PROBLEM STATEMENT: Every entry, from the first to the last, should be written out exactly.

[Records contained in a dataset]
▬▬▬▬▬▬
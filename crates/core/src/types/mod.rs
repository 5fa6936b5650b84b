//! Core types for 4AMotos.
//!
//! This module provides type-safe wrappers for the catalog records stored in
//! the remote record store.

pub mod category;
pub mod id;
pub mod item;
pub mod price;
pub mod status;
pub mod timestamp;

pub use category::{Category, CategoryDraft};
pub use id::*;
pub use item::{Item, ItemDraft, ItemExpand, ValidationError};
pub use price::Price;
pub use status::StoreStatus;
▬▬▬▬▬▬
ANSWER TO THIS TASK:
filename crates/core/src/types/mod.rs
repository 5fa6936b5650b84b
//! Core types for 4AMotos.
//!
//! This module provides type-safe wrappers for the catalog records stored in
//! the remote record store.

pub mod category;
pub mod id;
pub mod item;
pub mod price;
pub mod status;
pub mod timestamp;

pub use category::{Category, CategoryDraft};
pub use id::*;
pub use item::{Item, ItemDraft, ItemExpand, ValidationError};
pub use price::Price;
pub use status::StoreStatus;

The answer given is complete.